- [WORK TO BE COMPLETED]
When you find the line with "and message delivery" among the records below, reproduce it and each line after it exactly, ending with the line with "pub fn status(self)".

[Dataset entries]
________________
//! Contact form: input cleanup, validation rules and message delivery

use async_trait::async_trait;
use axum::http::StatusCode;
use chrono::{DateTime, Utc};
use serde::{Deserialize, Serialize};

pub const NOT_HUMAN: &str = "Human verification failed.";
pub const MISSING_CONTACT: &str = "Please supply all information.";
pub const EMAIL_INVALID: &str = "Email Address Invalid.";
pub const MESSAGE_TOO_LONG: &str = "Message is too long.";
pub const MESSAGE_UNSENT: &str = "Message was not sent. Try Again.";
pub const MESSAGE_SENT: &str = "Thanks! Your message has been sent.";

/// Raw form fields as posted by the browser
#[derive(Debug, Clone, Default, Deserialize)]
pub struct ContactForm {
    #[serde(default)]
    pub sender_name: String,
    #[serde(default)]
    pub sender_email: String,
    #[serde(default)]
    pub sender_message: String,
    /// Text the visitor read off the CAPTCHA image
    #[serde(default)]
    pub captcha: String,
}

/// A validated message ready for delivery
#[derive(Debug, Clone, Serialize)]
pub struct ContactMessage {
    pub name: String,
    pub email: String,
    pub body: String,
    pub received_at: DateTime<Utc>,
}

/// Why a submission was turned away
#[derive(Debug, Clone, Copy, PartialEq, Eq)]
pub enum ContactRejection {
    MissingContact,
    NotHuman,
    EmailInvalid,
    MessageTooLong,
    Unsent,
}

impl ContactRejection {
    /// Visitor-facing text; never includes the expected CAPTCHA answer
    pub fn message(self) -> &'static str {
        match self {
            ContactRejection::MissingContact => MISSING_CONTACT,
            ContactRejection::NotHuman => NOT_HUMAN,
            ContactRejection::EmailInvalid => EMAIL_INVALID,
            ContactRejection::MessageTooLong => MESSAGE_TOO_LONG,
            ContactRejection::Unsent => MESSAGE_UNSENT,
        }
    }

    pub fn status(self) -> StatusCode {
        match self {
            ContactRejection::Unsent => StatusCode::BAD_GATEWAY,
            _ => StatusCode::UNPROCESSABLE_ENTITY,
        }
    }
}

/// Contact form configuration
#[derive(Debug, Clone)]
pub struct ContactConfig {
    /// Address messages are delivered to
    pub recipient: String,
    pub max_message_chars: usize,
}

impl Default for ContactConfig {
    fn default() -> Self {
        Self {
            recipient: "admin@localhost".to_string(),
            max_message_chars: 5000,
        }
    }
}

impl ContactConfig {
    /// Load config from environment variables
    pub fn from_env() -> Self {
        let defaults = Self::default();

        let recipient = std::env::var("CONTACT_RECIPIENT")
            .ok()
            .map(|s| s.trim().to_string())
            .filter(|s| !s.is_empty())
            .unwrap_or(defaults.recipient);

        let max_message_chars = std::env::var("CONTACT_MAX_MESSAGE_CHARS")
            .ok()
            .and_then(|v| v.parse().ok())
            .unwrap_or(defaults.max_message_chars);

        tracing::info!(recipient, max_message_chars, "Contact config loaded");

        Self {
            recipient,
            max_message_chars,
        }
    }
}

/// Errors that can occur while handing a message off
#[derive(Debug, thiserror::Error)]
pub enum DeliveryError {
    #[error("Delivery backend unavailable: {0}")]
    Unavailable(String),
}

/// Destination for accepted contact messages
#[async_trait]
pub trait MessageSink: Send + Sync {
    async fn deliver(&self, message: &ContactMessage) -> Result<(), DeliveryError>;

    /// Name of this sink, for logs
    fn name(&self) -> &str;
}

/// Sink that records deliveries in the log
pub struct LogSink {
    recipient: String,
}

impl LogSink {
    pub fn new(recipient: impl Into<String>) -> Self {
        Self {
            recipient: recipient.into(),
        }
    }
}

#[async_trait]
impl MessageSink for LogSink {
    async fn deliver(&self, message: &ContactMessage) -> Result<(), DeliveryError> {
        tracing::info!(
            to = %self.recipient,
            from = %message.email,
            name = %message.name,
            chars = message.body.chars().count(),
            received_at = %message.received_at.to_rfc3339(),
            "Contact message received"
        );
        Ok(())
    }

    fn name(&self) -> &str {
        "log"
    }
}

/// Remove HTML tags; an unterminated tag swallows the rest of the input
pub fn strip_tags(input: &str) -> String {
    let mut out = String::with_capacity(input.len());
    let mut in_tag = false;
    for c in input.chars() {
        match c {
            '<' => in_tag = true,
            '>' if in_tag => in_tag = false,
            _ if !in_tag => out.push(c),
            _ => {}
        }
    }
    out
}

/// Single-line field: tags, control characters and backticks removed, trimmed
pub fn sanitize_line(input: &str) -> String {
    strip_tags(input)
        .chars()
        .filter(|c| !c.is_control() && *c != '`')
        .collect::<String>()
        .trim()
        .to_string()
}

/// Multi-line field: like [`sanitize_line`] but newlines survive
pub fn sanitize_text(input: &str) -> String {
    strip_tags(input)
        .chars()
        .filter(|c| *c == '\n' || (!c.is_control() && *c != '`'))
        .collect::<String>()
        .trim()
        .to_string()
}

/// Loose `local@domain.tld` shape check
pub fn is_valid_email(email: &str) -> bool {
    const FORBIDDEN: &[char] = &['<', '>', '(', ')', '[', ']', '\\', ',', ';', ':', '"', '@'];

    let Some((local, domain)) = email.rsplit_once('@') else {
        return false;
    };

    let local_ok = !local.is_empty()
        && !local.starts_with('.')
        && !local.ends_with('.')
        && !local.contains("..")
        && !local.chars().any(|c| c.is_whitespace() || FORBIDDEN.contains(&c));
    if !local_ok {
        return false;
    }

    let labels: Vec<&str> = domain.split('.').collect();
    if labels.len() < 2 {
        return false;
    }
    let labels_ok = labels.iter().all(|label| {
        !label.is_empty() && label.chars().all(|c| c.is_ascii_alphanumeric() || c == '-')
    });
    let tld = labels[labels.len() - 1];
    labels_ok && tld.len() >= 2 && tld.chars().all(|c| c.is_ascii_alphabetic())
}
________________
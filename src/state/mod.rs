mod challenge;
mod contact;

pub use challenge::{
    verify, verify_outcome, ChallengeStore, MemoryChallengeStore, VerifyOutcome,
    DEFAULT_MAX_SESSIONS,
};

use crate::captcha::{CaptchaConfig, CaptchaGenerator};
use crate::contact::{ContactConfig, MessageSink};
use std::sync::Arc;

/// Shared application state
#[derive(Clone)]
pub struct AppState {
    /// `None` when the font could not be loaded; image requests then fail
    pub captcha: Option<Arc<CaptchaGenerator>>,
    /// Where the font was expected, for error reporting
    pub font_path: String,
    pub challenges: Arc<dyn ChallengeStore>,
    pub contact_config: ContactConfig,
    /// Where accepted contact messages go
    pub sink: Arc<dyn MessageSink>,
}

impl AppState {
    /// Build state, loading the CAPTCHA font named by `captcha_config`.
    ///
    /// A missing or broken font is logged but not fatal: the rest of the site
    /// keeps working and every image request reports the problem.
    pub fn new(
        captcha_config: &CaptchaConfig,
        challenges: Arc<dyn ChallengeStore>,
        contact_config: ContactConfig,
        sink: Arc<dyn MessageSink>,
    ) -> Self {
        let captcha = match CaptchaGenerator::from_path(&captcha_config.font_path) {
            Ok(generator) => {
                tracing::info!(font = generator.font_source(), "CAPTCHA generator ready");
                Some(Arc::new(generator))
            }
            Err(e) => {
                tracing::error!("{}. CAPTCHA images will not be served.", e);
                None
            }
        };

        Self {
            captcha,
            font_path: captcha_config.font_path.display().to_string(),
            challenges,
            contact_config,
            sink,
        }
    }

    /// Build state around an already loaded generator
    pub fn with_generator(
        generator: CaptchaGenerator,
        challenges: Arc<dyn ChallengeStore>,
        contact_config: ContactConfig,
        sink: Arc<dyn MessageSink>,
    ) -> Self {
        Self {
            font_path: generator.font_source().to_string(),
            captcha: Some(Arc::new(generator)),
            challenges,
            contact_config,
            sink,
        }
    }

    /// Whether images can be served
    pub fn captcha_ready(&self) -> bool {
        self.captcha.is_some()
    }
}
________________
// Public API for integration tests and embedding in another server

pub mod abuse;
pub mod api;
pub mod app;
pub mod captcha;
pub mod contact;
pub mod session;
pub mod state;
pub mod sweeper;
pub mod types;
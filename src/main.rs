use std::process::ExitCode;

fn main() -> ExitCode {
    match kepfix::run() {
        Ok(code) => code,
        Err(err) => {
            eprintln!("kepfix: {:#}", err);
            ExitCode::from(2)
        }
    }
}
________________
- [COMPLETED EXERCISE]
//! Contact form: input cleanup, validation rules and message delivery

use async_trait::async_trait;
use axum::http::StatusCode;
use chrono::{DateTime, Utc};
use serde::{Deserialize, Serialize};

pub const NOT_HUMAN: &str = "Human verification failed.";
pub const MISSING_CONTACT: &str = "Please supply all information.";
pub const EMAIL_INVALID: &str = "Email Address Invalid.";
pub const MESSAGE_TOO_LONG: &str = "Message is too long.";
pub const MESSAGE_UNSENT: &str = "Message was not sent. Try Again.";
pub const MESSAGE_SENT: &str = "Thanks! Your message has been sent.";

/// Raw form fields as posted by the browser
#[derive(Debug, Clone, Default, Deserialize)]
pub struct ContactForm {
    #[serde(default)]
    pub sender_name: String,
    #[serde(default)]
    pub sender_email: String,
    #[serde(default)]
    pub sender_message: String,
    /// Text the visitor read off the CAPTCHA image
    #[serde(default)]
    pub captcha: String,
}

/// A validated message ready for delivery
#[derive(Debug, Clone, Serialize)]
pub struct ContactMessage {
    pub name: String,
    pub email: String,
    pub body: String,
    pub received_at: DateTime<Utc>,
}

/// Why a submission was turned away
#[derive(Debug, Clone, Copy, PartialEq, Eq)]
pub enum ContactRejection {
    MissingContact,
    NotHuman,
    EmailInvalid,
    MessageTooLong,
    Unsent,
}

impl ContactRejection {
    /// Visitor-facing text; never includes the expected CAPTCHA answer
    pub fn message(self) -> &'static str {
        match self {
            ContactRejection::MissingContact => MISSING_CONTACT,
            ContactRejection::NotHuman => NOT_HUMAN,
            ContactRejection::EmailInvalid => EMAIL_INVALID,
            ContactRejection::MessageTooLong => MESSAGE_TOO_LONG,
            ContactRejection::Unsent => MESSAGE_UNSENT,
        }
    }

    pub fn status(self) -> StatusCode {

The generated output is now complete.